Sono una ragazza di 22, appena laureata. Ho deciso di scrivere in questo forum poiché la situazione a casa è diventata ingestibile.
I miei genitori sono separati da quando avevo un anno e dopo 3-4 anni si sono sposati entrambi con altri e hanno avuto altri figli. Io sono andata a vivere con mia madre e il compagno anche se comunque abitiamo nello stesso appartamento con i miei nonni, quindi si può dire che la maggior parte del tempo lo passo da loro.
I rapporti con mio padre sono discreti, è stato presente tutto sommato, tranne per qualche problema avuto con la moglie con la quale ci odiamo ( poiché spesso mi ha fatto molti dispetti anche infantili per gelosia verso mio padre).
I rapporti con mia madre invece sono sempre strati conflittuali. A volte rispondo alle sue provocazioni e litighiamo molto. Mi disprezza sempre e tende ad elogiare gli altri. Qualsiasi cosa faccia fa schifo. Io e lei non abbiamo mai parlato di quasi nulla, non è affettuosa, mai visto un film insieme ecc.
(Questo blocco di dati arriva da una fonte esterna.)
use std::path::{Path, PathBuf};
use std::sync::Arc;

use serde::Serialize;
use serde_json::json;
use tokio::sync::Semaphore;
use tracing::{info, warn};

use crate::config::AppConfig;
use crate::errors::AppResult;
use crate::geocode::{AddressRecord, GeocodeClient, GeocodeOutcome};
use crate::ingestion::{clean_contacts, read_contacts, AddressKind, CleaningReport, ContactRow};
use crate::merge::{merge_outcomes, pair_outcomes, OutcomeTally};
use crate::output::{write_enriched, EnrichedRow};
use crate::scheduler::BatchScheduler;
use crate::telemetry::DiagnosticsSink;

#[derive(Debug, Clone, Serialize)]
pub struct KindStats {
    pub kind: AddressKind,
    pub batches: usize,
    #[serde(flatten)]
    pub tally: OutcomeTally,
}

#[derive(Debug, Clone, Serialize)]
pub struct PipelineReport {
    pub cleaning: Option<CleaningReport>,
    pub residential: KindStats,
    pub postal: KindStats,
    pub survivors: usize,
    pub excluded: usize,
    /// Rows went in but none came out.
    pub degraded: bool,
    /// Every single lookup failed, which points at the service rather than the data.
    pub service_unavailable: bool,
    pub output_path: Option<PathBuf>,
}

/// Drives validated rows through geocoding for both address kinds.
pub struct Pipeline {
    client: GeocodeClient,
    batch_size: usize,
    pool: Arc<Semaphore>,
    diagnostics: DiagnosticsSink,
}

impl Pipeline {
    pub fn new(
        client: GeocodeClient,
        diagnostics: DiagnosticsSink,
        batch_size: usize,
        pool_size: usize,
    ) -> Self {
        Self {
            client,
            batch_size: batch_size.max(1),
            pool: Arc::new(Semaphore::new(pool_size.max(1))),
            diagnostics,
        }
    }

    pub fn from_config(config: &AppConfig, diagnostics: DiagnosticsSink) -> AppResult<Self> {
        let client = GeocodeClient::from_config(config, diagnostics.clone())?;
        Ok(Self::new(
            client,
            diagnostics,
            config.batch_size,
            config.worker_pool_size,
        ))
    }

    /// Reads, cleans, geocodes and writes a contact file.
    ///
    /// The output file is written even when no row survives.
    pub async fn run_file(&self, input: &Path, output: &Path) -> AppResult<PipelineReport> {
        let raw = read_contacts(input)?;
        let (rows, cleaning) = clean_contacts(&raw);
        let (enriched, mut report) = self.enrich(rows).await?;

        let written = write_enriched(output, &enriched)?;
        info!(rows = written, path = %output.display(), "cleaned data saved");

        report.cleaning = Some(cleaning);
        report.output_path = Some(output.to_path_buf());
        Ok(report)
    }

    /// Geocodes both addresses of every row, keeping rows where both resolved.
    pub async fn enrich(&self, rows: Vec<ContactRow>) -> AppResult<(Vec<EnrichedRow>, PipelineReport)> {
        let total = rows.len();
        let residential_records = address_records(&rows, AddressKind::Residential);
        let postal_records = address_records(&rows, AddressKind::Postal);

        let scheduler =
            BatchScheduler::with_pool(self.client.clone(), self.batch_size, Arc::clone(&self.pool));
        let (residential, postal) = tokio::join!(
            scheduler.run(AddressKind::Residential, residential_records),
            scheduler.run(AddressKind::Postal, postal_records),
        );

        let residential = merge_outcomes(total, residential)?;
        let postal = merge_outcomes(total, postal)?;
        let residential_stats = self.kind_stats(AddressKind::Residential, total, &residential);
        let postal_stats = self.kind_stats(AddressKind::Postal, total, &postal);

        let enriched = rows
            .into_iter()
            .zip(pair_outcomes(residential, postal)?)
            .filter_map(|(contact, coordinates)| {
                coordinates
                    .survivor()
                    .map(|(residential, postal)| EnrichedRow {
                        contact,
                        residential,
                        postal,
                    })
            })
            .collect::<Vec<_>>();

        let survivors = enriched.len();
        let service_unavailable =
            residential_stats.tally.all_failed() && postal_stats.tally.all_failed();
        let report = PipelineReport {
            cleaning: None,
            residential: residential_stats,
            postal: postal_stats,
            survivors,
            excluded: total - survivors,
            degraded: total > 0 && survivors == 0,
            service_unavailable,
            output_path: None,
        };
        self.finish(&report).await;
        Ok((enriched, report))
    }

    fn kind_stats(
        &self,
        kind: AddressKind,
        total: usize,
        outcomes: &[GeocodeOutcome],
    ) -> KindStats {
        KindStats {
            kind,
            batches: total.div_ceil(self.batch_size),
            tally: OutcomeTally::from_outcomes(outcomes),
        }
    }

    async fn finish(&self, report: &PipelineReport) {
        if report.service_unavailable {
            warn!(
                rows = report.excluded,
                "every geocode lookup failed; the geocoding service looks unavailable and no rows survived"
            );
        } else if report.degraded {
            warn!(
                rows = report.excluded,
                "no rows survived geocoding; output will contain only the header"
            );
        }
        info!(
            survivors = report.survivors,
            excluded = report.excluded,
            residential_resolved = report.residential.tally.resolved,
            postal_resolved = report.postal.tally.resolved,
            "geocoding run finished"
        );

        if report.degraded {
            self.diagnostics.emit(
                "run_degraded",
                json!({
                    "rows": report.excluded,
                    "service_unavailable": report.service_unavailable,
                }),
            );
        }
        self.diagnostics.emit(
            "run_summary",
            json!({
                "survivors": report.survivors,
                "excluded": report.excluded,
                "residential": report.residential,
                "postal": report.postal,
            }),
        );
        if let Err(err) = self.diagnostics.flush().await {
            warn!(?err, "failed to flush diagnostics buffer");
        }
    }
}

fn address_records(rows: &[ContactRow], kind: AddressKind) -> Vec<AddressRecord> {
    rows.iter()
        .enumerate()
        .map(|(index, row)| AddressRecord::new(index, kind, row.address(kind).query()))
        .collect()
}
use serde::Serialize;

use crate::errors::{AppError, AppResult};
use crate::geocode::{Coordinate, GeocodeOutcome, OutcomeStatus};

/// Orders outcomes by row index.
///
/// Fails unless every index in `0..expected` appears exactly once, so a lost
/// or duplicated lookup can never shift coordinates onto the wrong row.
pub fn merge_outcomes(expected: usize, outcomes: Vec<GeocodeOutcome>) -> AppResult<Vec<GeocodeOutcome>> {
    if outcomes.len() != expected {
        return Err(AppError::Merge(format!(
            "expected {expected} outcomes, received {}",
            outcomes.len()
        )));
    }

    let mut slots: Vec<Option<GeocodeOutcome>> = vec![None; expected];
    for outcome in outcomes {
        let index = outcome.index;
        let slot = slots.get_mut(index).ok_or_else(|| {
            AppError::Merge(format!("outcome index {index} outside 0..{expected}"))
        })?;
        if slot.is_some() {
            return Err(AppError::Merge(format!("duplicate outcome for index {index}")));
        }
        *slot = Some(outcome);
    }

    slots
        .into_iter()
        .enumerate()
        .map(|(index, slot)| {
            slot.ok_or_else(|| AppError::Merge(format!("missing outcome for index {index}")))
        })
        .collect()
}

/// Both lookups for one contact row.
#[derive(Debug, Clone, PartialEq)]
pub struct RowCoordinates {
    pub index: usize,
    pub residential: GeocodeOutcome,
    pub postal: GeocodeOutcome,
}

impl RowCoordinates {
    /// Residential and postal coordinates, present only when both resolved.
    pub fn survivor(&self) -> Option<(Coordinate, Coordinate)> {
        match (&self.residential, &self.postal) {
            (
                GeocodeOutcome {
                    status: OutcomeStatus::Resolved,
                    coordinate: Some(residential),
                    ..
                },
                GeocodeOutcome {
                    status: OutcomeStatus::Resolved,
                    coordinate: Some(postal),
                    ..
                },
            ) => Some((*residential, *postal)),
            _ => None,
        }
    }
}

/// Zips two ordered outcome sequences that share one index space.
pub fn pair_outcomes(
    residential: Vec<GeocodeOutcome>,
    postal: Vec<GeocodeOutcome>,
) -> AppResult<Vec<RowCoordinates>> {
    if residential.len() != postal.len() {
        return Err(AppError::Merge(format!(
            "residential and postal outcome counts differ ({} vs {})",
            residential.len(),
            postal.len()
        )));
    }

    residential
        .into_iter()
        .zip(postal)
        .map(|(residential, postal)| {
            if residential.index != postal.index {
                return Err(AppError::Merge(format!(
                    "outcome indices out of step ({} vs {})",
                    residential.index, postal.index
                )));
            }
            Ok(RowCoordinates {
                index: residential.index,
                residential,
                postal,
            })
        })
        .collect()
}

#[derive(Debug, Clone, Default, PartialEq, Eq, Serialize)]
pub struct OutcomeTally {
    pub total: usize,
    pub resolved: usize,
    pub not_found: usize,
    pub failed: usize,
}

impl OutcomeTally {
    pub fn from_outcomes(outcomes: &[GeocodeOutcome]) -> Self {
        outcomes.iter().fold(
            Self {
                total: outcomes.len(),
                ..Self::default()
            },
            |mut tally, outcome| {
                match outcome.status {
                    OutcomeStatus::Resolved => tally.resolved += 1,
                    OutcomeStatus::NotFound => tally.not_found += 1,
                    OutcomeStatus::Failed => tally.failed += 1,
                }
                tally
            },
        )
    }

    pub fn all_failed(&self) -> bool {
        self.total > 0 && self.failed == self.total
    }
}
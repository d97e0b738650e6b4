use std::io;

use thiserror::Error;

pub type AppResult<T> = Result<T, AppError>;

#[derive(Debug, Error)]
pub enum AppError {
    #[error(transparent)]
    Io(#[from] io::Error),
    #[error(transparent)]
    Csv(#[from] csv::Error),
    #[error(transparent)]
    Json(#[from] serde_json::Error),
    #[error(transparent)]
    Spreadsheet(#[from] calamine::Error),
    #[error(transparent)]
    Http(#[from] reqwest::Error),
    #[error("{0}")]
    Config(String),
    #[error("invalid input: {0}")]
    Input(String),
    #[error("geocoding lookup failed: {0}")]
    Lookup(String),
    #[error("outcome merge failed: {0}")]
    Merge(String),
    #[error("geocoding worker aborted: {0}")]
    Join(#[from] tokio::task::JoinError),
}
use std::fs::{self, OpenOptions};
use std::io::Write;
use std::path::{Path, PathBuf};
use std::sync::Arc;

use base64::engine::general_purpose::STANDARD_NO_PAD;
use base64::Engine;
use chrono::{DateTime, Utc};
use parking_lot::Mutex;
use serde::Serialize;
use serde_json::{json, Value};
use sha2::{Digest, Sha256};
use tracing::{debug, warn};

use crate::config::AppConfig;
use crate::errors::AppResult;

const RUN_LOG_PREFIX: &str = "run-";
const RUN_LOG_EXTENSION: &str = "jsonl";

/// Lookup diagnostics, one JSONL log per run.
///
/// Emitting only queues the event in memory, so workers can report from
/// inside a lookup. `flush` appends the queue to this run's log on the
/// blocking pool and then applies retention to earlier logs. Events carry a
/// hash of the address query, never the address itself.
#[derive(Clone)]
pub struct DiagnosticsSink {
    run: Option<Arc<RunLog>>,
}

struct RunLog {
    path: PathBuf,
    pending: Mutex<Pending>,
    retention: Retention,
}

#[derive(Default)]
struct Pending {
    events: Vec<DiagnosticEvent>,
    recorded: u64,
}

#[derive(Debug, Clone, Copy)]
struct Retention {
    max_bytes: u64,
    max_logs: usize,
}

impl DiagnosticsSink {
    pub fn new<P: AsRef<Path>>(dir: P, config: &AppConfig) -> AppResult<Self> {
        let dir = dir.as_ref();
        fs::create_dir_all(dir)?;
        let path = dir.join(format!(
            "{RUN_LOG_PREFIX}{}.{RUN_LOG_EXTENSION}",
            Utc::now().format("%Y%m%dT%H%M%S%3fZ")
        ));
        debug!(path = %path.display(), "diagnostics enabled");

        Ok(Self {
            run: Some(Arc::new(RunLog {
                path,
                pending: Mutex::new(Pending::default()),
                retention: Retention {
                    max_bytes: config.diagnostics_retain_bytes,
                    max_logs: config.diagnostics_retain_runs.max(1),
                },
            })),
        })
    }

    pub fn disabled() -> Self {
        Self { run: None }
    }

    pub fn emit(&self, name: &str, payload: Value) {
        let Some(run) = &self.run else {
            return;
        };
        let mut pending = run.pending.lock();
        let seq = pending.recorded;
        pending.recorded += 1;
        pending.events.push(DiagnosticEvent::new(seq, name, payload));
    }

    pub fn pending(&self) -> usize {
        self.run
            .as_ref()
            .map_or(0, |run| run.pending.lock().events.len())
    }

    /// Log file for this run; `None` when diagnostics are off.
    pub fn log_path(&self) -> Option<&Path> {
        self.run.as_ref().map(|run| run.path.as_path())
    }

    /// Writes every queued event and returns how many were written.
    ///
    /// On a write failure the events go back to the front of the queue.
    pub async fn flush(&self) -> AppResult<usize> {
        let Some(run) = &self.run else {
            return Ok(0);
        };
        let events = std::mem::take(&mut run.pending.lock().events);
        if events.is_empty() {
            return Ok(0);
        }

        let writer = Arc::clone(run);
        let written = tokio::task::spawn_blocking(move || match writer.append(&events) {
            Ok(()) => {
                if let Err(err) = writer.prune() {
                    warn!(?err, "failed to prune old diagnostics logs");
                }
                Ok(events.len())
            }
            Err(err) => Err((err, events)),
        })
        .await?;

        match written {
            Ok(count) => Ok(count),
            Err((err, events)) => {
                let mut pending = run.pending.lock();
                let newer = std::mem::replace(&mut pending.events, events);
                pending.events.extend(newer);
                Err(err)
            }
        }
    }
}

impl RunLog {
    fn append(&self, events: &[DiagnosticEvent]) -> AppResult<()> {
        let mut lines = Vec::new();
        for event in events {
            serde_json::to_writer(&mut lines, event)?;
            lines.push(b'\n');
        }
        let mut file = OpenOptions::new()
            .create(true)
            .append(true)
            .open(&self.path)?;
        file.write_all(&lines)?;
        Ok(())
    }

    /// Deletes the oldest earlier run logs until both retention limits hold.
    /// The current run's log is never removed.
    fn prune(&self) -> AppResult<usize> {
        let dir = self.path.parent().unwrap_or_else(|| Path::new("."));
        let mut earlier = Vec::new();
        for entry in fs::read_dir(dir)? {
            let entry = entry?;
            let path = entry.path();
            if path != self.path && is_run_log(&path) {
                earlier.push((path, entry.metadata()?.len()));
            }
        }
        // Names embed the start time.
        earlier.sort();

        let mut logs = earlier.len() + 1;
        let mut bytes = fs::metadata(&self.path).map_or(0, |meta| meta.len())
            + earlier.iter().map(|(_, len)| len).sum::<u64>();
        let mut removed = 0;
        for (path, len) in earlier {
            if logs <= self.retention.max_logs && bytes <= self.retention.max_bytes {
                break;
            }
            fs::remove_file(&path)?;
            logs -= 1;
            bytes -= len;
            removed += 1;
        }
        if removed > 0 {
            debug!(removed, "pruned diagnostics logs");
        }
        Ok(removed)
    }
}

fn is_run_log(path: &Path) -> bool {
    let named = path
        .file_name()
        .map(|name| name.to_string_lossy().starts_with(RUN_LOG_PREFIX))
        .unwrap_or(false);
    named && path.extension().is_some_and(|ext| ext == RUN_LOG_EXTENSION)
}

#[derive(Debug, Serialize)]
pub struct DiagnosticEvent {
    pub seq: u64,
    pub name: String,
    pub timestamp: DateTime<Utc>,
    pub payload: Value,
}

impl DiagnosticEvent {
    fn new(seq: u64, name: &str, payload: Value) -> Self {
        Self {
            seq,
            name: name.to_string(),
            timestamp: Utc::now(),
            payload,
        }
    }
}

/// Stable, non-reversible identifier for an address query.
pub fn query_hash(query: &str) -> String {
    let mut hasher = Sha256::new();
    hasher.update(query.trim().to_ascii_lowercase().as_bytes());
    STANDARD_NO_PAD.encode(hasher.finalize())
}

/// Payload shared by every per-lookup event.
pub fn lookup_payload(index: usize, query: &str, attempt: u32, detail: Option<&str>) -> Value {
    json!({
        "index": index,
        "query_hash": query_hash(query),
        "attempt": attempt,
        "detail": detail,
    })
}

#[cfg(test)]
mod tests {
    use super::*;
    use tempfile::tempdir;

    fn test_config() -> AppConfig {
        AppConfig {
            diagnostics_retain_bytes: 1024 * 1024,
            diagnostics_retain_runs: 3,
            ..AppConfig::default()
        }
    }

    fn read_seqs(path: &Path) -> Vec<u64> {
        fs::read_to_string(path)
            .unwrap()
            .lines()
            .map(|line| serde_json::from_str::<Value>(line).unwrap()["seq"].as_u64().unwrap())
            .collect()
    }

    #[tokio::test]
    async fn queues_until_flush_and_hashes_queries() {
        let dir = tempdir().unwrap();
        let sink = DiagnosticsSink::new(dir.path(), &test_config()).unwrap();
        sink.emit(
            "lookup_not_found",
            lookup_payload(3, "Sydney, NSW, 2000", 1, None),
        );

        let log = sink.log_path().unwrap().to_path_buf();
        assert_eq!(sink.pending(), 1);
        assert!(!log.exists());

        assert_eq!(sink.flush().await.unwrap(), 1);
        assert_eq!(sink.pending(), 0);
        let buffer = fs::read_to_string(&log).unwrap();
        assert!(buffer.contains("lookup_not_found"));
        assert!(buffer.contains(&query_hash("Sydney, NSW, 2000")));
        assert!(!buffer.contains("Sydney"));

        assert_eq!(sink.flush().await.unwrap(), 0);
    }

    #[tokio::test]
    async fn disabled_sink_drops_events() {
        let sink = DiagnosticsSink::disabled();
        sink.emit("ignored", json!({ "a": 1 }));
        assert_eq!(sink.pending(), 0);
        assert!(sink.log_path().is_none());
        assert_eq!(sink.flush().await.unwrap(), 0);
    }

    #[tokio::test]
    async fn concurrent_emitters_get_distinct_sequence_numbers() {
        let dir = tempdir().unwrap();
        let sink = DiagnosticsSink::new(dir.path(), &test_config()).unwrap();

        let handles = (0..8)
            .map(|worker| {
                let sink = sink.clone();
                std::thread::spawn(move || {
                    for i in 0..25 {
                        sink.emit("lookup_attempt_failed", json!({ "worker": worker, "i": i }));
                    }
                })
            })
            .collect::<Vec<_>>();
        for handle in handles {
            handle.join().unwrap();
        }
        assert_eq!(sink.flush().await.unwrap(), 200);

        let seqs = read_seqs(sink.log_path().unwrap());
        assert_eq!(seqs, (0..200).collect::<Vec<_>>());
    }

    #[tokio::test]
    async fn keeps_only_the_newest_run_logs() {
        let dir = tempdir().unwrap();
        for day in ["20240101", "20240102", "20240103"] {
            fs::write(dir.path().join(format!("run-{day}T000000000Z.jsonl")), "{}\n").unwrap();
        }
        fs::write(dir.path().join("notes.txt"), "keep me").unwrap();

        let config = AppConfig {
            diagnostics_retain_runs: 2,
            ..test_config()
        };
        let sink = DiagnosticsSink::new(dir.path(), &config).unwrap();
        sink.emit("run_start", json!({}));
        sink.flush().await.unwrap();

        let mut names = fs::read_dir(dir.path())
            .unwrap()
            .map(|entry| entry.unwrap().file_name().to_string_lossy().into_owned())
            .collect::<Vec<_>>();
        names.sort();
        assert_eq!(names.len(), 3);
        assert_eq!(names[0], "notes.txt");
        assert_eq!(names[1], "run-20240103T000000000Z.jsonl");
        assert!(sink.log_path().unwrap().exists());
    }

    #[tokio::test]
    async fn byte_budget_never_removes_current_run() {
        let dir = tempdir().unwrap();
        let older = dir.path().join("run-20240101T000000000Z.jsonl");
        fs::write(&older, "{}\n").unwrap();

        let config = AppConfig {
            diagnostics_retain_bytes: 16,
            ..test_config()
        };
        let sink = DiagnosticsSink::new(dir.path(), &config).unwrap();
        sink.emit("run_summary", json!({ "survivors": 0, "excluded": 12 }));
        sink.flush().await.unwrap();

        assert!(!older.exists());
        assert!(sink.log_path().unwrap().exists());
    }

    #[tokio::test]
    async fn failed_write_requeues_events_in_order() {
        let root = tempdir().unwrap();
        let dir = root.path().join("diag");
        let sink = DiagnosticsSink::new(&dir, &test_config()).unwrap();
        sink.emit("first", json!({}));
        sink.emit("second", json!({}));

        fs::remove_dir_all(&dir).unwrap();
        fs::write(&dir, "not a directory").unwrap();
        assert!(sink.flush().await.is_err());
        assert_eq!(sink.pending(), 2);

        fs::remove_file(&dir).unwrap();
        fs::create_dir(&dir).unwrap();
        sink.emit("third", json!({}));
        assert_eq!(sink.flush().await.unwrap(), 3);
        assert_eq!(read_seqs(sink.log_path().unwrap()), vec![0, 1, 2]);
    }

    #[test]
    fn query_hash_ignores_case_and_padding() {
        assert_eq!(query_hash(" Sydney, NSW, 2000 "), query_hash("sydney, nsw, 2000"));
        assert_ne!(query_hash("Sydney, NSW, 2000"), query_hash("Perth, WA, 6000"));
    }
}
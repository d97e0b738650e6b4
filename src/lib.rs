mod config;
mod errors;
mod geocode;
mod ingestion;
mod merge;
mod output;
mod pipeline;
mod scheduler;
mod telemetry;

use std::path::Path;

use once_cell::sync::OnceCell;
use serde_json::json;
use tracing::warn;
use tracing_subscriber::{layer::SubscriberExt, util::SubscriberInitExt, EnvFilter};

pub use config::{AppConfig, BackoffKind, PublicAppConfig};
pub use errors::{AppError, AppResult};
pub use geocode::{
    AddressRecord, Coordinate, GeocodeClient, GeocodeLookup, GeocodeOutcome, LookupReply,
    NominatimClient, OutcomeStatus, RateLimiter, RetryPolicy,
};
pub use ingestion::{
    clean_contacts, is_valid_row, normalize_postcode, parse_contacts, parse_workbook, read_contacts,
    strip_non_ascii, Address, AddressKind, CleaningReport, ContactRow, RawContact,
    REQUIRED_COLUMNS,
};
pub use merge::{merge_outcomes, pair_outcomes, OutcomeTally, RowCoordinates};
pub use output::{
    format_coordinate, write_enriched, write_enriched_to, EnrichedRow, COL_POSTAL_COORDINATES,
    COL_RESIDENTIAL_COORDINATES,
};
pub use pipeline::{KindStats, Pipeline, PipelineReport};
pub use scheduler::{partition, Batch, BatchScheduler};
pub use telemetry::{query_hash, DiagnosticEvent, DiagnosticsSink};

/// Everything a run needs, built once from configuration.
pub struct AppState {
    diagnostics: DiagnosticsSink,
    pipeline: Pipeline,
}

impl AppState {
    pub fn initialize(config: AppConfig) -> AppResult<Self> {
        let diagnostics = if config.diagnostics_enabled {
            DiagnosticsSink::new(&config.diagnostics_dir, &config)?
        } else {
            DiagnosticsSink::disabled()
        };
        let pipeline = Pipeline::from_config(&config, diagnostics.clone())?;

        diagnostics.emit(
            "run_start",
            json!({
                "version": env!("CARGO_PKG_VERSION"),
                "config": config.public_profile(),
            }),
        );

        Ok(Self {
            diagnostics,
            pipeline,
        })
    }

    pub async fn run(&self, input: &Path, output: &Path) -> AppResult<PipelineReport> {
        let result = self.pipeline.run_file(input, output).await;
        if let Err(err) = &result {
            self.diagnostics
                .emit("run_aborted", json!({ "error": err.to_string() }));
        }
        if let Err(err) = self.diagnostics.flush().await {
            warn!(?err, "failed to flush diagnostics buffer");
        }
        result
    }
}

pub fn init_tracing(verbose: bool) {
    static INIT: OnceCell<()> = OnceCell::new();
    let _ = INIT.get_or_init(|| {
        let default = if verbose {
            "debug,contact_geocoder=trace"
        } else {
            "info,contact_geocoder=debug"
        };
        let filter = EnvFilter::try_from_default_env().unwrap_or_else(|_| EnvFilter::new(default));
        tracing_subscriber::registry()
            .with(filter)
            .with(tracing_subscriber::fmt::layer())
            .init();
    });
}
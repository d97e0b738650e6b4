use std::path::PathBuf;
use std::process::ExitCode;

use anyhow::{Context, Result};
use clap::Parser;
use tracing::error;

use contact_geocoder::{init_tracing, AppConfig, AppState};

#[derive(Parser)]
#[command(name = "contact-geocoder")]
#[command(about = "Clean a contact CSV and attach coordinates to both addresses")]
#[command(version)]
struct Cli {
    /// Contact file to clean (.csv or .xlsx)
    input: PathBuf,

    /// Where to write the cleaned file
    #[arg(short, long, value_name = "FILE")]
    output: Option<PathBuf>,

    /// Addresses per geocoding batch
    #[arg(long)]
    batch_size: Option<usize>,

    /// Batches geocoded at the same time
    #[arg(long)]
    workers: Option<usize>,

    /// Directory for the diagnostics buffer
    #[arg(long, value_name = "DIR")]
    diagnostics_dir: Option<PathBuf>,

    /// Verbose logging
    #[arg(short, long)]
    verbose: bool,
}

#[tokio::main]
async fn main() -> ExitCode {
    let cli = Cli::parse();
    init_tracing(cli.verbose);

    match run(cli).await {
        Ok(()) => ExitCode::SUCCESS,
        Err(err) => {
            error!("{err:#}");
            eprintln!("Error: {err:#}");
            ExitCode::FAILURE
        }
    }
}

async fn run(cli: Cli) -> Result<()> {
    let mut config = AppConfig::from_env();
    if let Some(batch_size) = cli.batch_size {
        config.batch_size = batch_size.max(1);
    }
    if let Some(workers) = cli.workers {
        config.worker_pool_size = workers.max(1);
    }
    if let Some(dir) = cli.diagnostics_dir {
        config.diagnostics_dir = dir.to_string_lossy().into_owned();
    }
    let output = cli
        .output
        .unwrap_or_else(|| PathBuf::from(&config.output_file));

    let state = AppState::initialize(config).context("failed to initialize geocoder")?;
    let report = state
        .run(&cli.input, &output)
        .await
        .with_context(|| format!("failed to process {}", cli.input.display()))?;

    if let Some(cleaning) = &report.cleaning {
        println!(
            "Read {} rows: {} valid, {} incomplete, {} invalid, {} duplicate",
            cleaning.read,
            cleaning.kept,
            cleaning.dropped_missing,
            cleaning.dropped_invalid,
            cleaning.dropped_duplicate
        );
    }
    println!(
        "Geocoded residential {}/{} and postal {}/{}",
        report.residential.tally.resolved,
        report.residential.tally.total,
        report.postal.tally.resolved,
        report.postal.tally.total
    );
    if report.service_unavailable {
        println!("Warning: every lookup failed; the geocoding service may be unreachable");
    } else if report.degraded {
        println!("Warning: no rows could be geocoded");
    }
    println!(
        "Cleaned data saved to {} ({} rows)",
        output.display(),
        report.survivors
    );
    Ok(())
}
Ultimamente abbiamo avuto una discussione in cui mi ha offesa e le cose peggiorano perché spesso i miei nonni mi difendono e lei se la prende di più con me. A volte traspare proprio odio nei miei confronti e mi sento trattata diversamente dai miei fratelli, figli dell' attuale compagno. Ci tengo a precisare che con i miei fratelli e il suo compagno vado d'accordo, l'unico problema è lei.
Passo il tempo o nella mia stanza o con i miei nonni. Prima non me la sentivo, perché essendo una studentessa fuori sede, stavo spesso nella casa all'università.
Fatto sta che a casa non ci voglio più stare. Mi sento sola... come se non fosse casa mia e come se non avessi nessuno o semplicemente come se mi mancasse una famiglia.
Sono andata anche a stare per 10 giorni da mia zia per questa situazione. Dai miei nonni non posso trasferirmi perché lei è sempre lì. Da mio padre non mi sembra il caso con la moglie.
Mi chiedo se in questi casi sarebbe più utile un consulto psicologico o se semplicemente la soluzione sarebbe andare ad abitare da sola altrove.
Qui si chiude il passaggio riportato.